[Collected data]
──────

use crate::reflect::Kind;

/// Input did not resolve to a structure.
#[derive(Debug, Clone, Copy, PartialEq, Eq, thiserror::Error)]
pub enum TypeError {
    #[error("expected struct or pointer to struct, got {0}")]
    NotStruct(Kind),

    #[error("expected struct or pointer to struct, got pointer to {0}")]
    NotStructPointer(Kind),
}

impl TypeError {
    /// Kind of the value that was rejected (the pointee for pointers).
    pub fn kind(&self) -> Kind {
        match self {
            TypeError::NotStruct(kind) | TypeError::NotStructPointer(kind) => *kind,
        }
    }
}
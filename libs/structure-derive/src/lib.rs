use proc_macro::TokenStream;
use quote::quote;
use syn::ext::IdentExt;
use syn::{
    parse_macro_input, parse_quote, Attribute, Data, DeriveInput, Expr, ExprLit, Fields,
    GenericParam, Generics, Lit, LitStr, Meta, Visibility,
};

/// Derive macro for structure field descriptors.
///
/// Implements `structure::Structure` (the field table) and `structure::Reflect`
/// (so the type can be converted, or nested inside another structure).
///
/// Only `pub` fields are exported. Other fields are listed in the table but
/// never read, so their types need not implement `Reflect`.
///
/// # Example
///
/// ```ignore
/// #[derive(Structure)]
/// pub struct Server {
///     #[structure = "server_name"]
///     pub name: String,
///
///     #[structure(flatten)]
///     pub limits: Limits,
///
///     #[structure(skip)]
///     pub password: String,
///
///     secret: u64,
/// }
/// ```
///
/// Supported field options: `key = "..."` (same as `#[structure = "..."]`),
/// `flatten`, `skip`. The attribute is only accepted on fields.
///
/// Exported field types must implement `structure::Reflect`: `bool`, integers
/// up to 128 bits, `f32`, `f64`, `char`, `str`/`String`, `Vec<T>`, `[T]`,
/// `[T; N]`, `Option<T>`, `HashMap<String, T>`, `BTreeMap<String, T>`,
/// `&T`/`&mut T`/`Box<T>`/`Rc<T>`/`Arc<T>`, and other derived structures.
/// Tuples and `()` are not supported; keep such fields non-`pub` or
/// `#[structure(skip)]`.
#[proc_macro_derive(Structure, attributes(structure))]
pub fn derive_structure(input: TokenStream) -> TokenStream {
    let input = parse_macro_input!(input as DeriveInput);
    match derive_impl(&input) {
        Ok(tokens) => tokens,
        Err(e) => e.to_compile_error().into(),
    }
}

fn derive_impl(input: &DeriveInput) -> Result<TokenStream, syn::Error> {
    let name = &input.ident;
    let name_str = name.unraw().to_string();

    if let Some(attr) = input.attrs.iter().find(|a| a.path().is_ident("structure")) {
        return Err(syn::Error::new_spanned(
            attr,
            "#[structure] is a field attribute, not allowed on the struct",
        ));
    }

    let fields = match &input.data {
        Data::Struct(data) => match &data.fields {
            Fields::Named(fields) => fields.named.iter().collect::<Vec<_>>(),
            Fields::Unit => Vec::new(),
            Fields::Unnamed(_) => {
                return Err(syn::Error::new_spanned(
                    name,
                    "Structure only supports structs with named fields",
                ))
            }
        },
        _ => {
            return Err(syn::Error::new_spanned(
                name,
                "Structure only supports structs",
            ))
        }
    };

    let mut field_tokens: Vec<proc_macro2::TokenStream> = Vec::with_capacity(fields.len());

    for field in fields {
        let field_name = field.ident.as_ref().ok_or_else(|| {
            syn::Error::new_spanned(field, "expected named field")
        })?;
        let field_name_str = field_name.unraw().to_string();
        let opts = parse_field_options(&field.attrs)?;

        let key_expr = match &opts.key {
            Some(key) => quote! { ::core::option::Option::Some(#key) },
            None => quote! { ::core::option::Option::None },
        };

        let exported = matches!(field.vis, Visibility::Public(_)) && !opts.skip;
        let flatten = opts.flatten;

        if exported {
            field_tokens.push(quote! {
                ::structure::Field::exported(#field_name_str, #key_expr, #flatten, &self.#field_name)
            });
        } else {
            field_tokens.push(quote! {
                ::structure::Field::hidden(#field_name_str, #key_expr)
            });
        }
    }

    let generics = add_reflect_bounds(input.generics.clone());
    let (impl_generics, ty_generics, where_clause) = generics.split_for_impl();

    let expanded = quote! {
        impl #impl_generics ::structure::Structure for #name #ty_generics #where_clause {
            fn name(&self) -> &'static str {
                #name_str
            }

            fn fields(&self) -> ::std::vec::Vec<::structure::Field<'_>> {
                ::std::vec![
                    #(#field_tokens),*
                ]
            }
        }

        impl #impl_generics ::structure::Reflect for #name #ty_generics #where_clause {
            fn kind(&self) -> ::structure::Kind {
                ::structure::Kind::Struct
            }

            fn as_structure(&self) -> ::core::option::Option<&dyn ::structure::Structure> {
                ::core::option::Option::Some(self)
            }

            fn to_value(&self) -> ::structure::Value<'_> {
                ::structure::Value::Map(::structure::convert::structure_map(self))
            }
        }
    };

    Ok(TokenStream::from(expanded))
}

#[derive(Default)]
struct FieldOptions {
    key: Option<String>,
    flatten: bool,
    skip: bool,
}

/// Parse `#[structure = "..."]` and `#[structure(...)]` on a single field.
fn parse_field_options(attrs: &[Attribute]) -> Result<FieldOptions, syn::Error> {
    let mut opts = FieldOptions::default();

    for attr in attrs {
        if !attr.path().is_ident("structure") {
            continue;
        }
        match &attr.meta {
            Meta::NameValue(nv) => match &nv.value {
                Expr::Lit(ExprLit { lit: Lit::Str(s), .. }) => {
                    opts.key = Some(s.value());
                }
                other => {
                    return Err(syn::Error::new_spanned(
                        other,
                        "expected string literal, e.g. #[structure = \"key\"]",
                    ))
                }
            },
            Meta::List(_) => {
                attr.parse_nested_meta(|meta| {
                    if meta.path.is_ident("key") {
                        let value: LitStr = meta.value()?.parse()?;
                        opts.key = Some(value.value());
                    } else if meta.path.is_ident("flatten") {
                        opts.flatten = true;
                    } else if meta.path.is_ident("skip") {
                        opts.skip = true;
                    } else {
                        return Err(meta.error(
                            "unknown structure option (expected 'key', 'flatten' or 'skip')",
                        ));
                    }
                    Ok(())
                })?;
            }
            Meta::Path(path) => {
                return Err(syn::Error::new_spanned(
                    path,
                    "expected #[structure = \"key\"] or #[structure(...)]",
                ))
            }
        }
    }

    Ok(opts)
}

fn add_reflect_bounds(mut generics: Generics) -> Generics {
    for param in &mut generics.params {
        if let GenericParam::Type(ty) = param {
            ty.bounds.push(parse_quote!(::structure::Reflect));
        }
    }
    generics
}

──────

Try it:
Scan the data above for the string "Visibility" and copy each line where it appears.

Written response:
    GenericParam, Generics, Lit, LitStr, Meta, Visibility,
        let exported = matches!(field.vis, Visibility::Public(_)) && !opts.skip;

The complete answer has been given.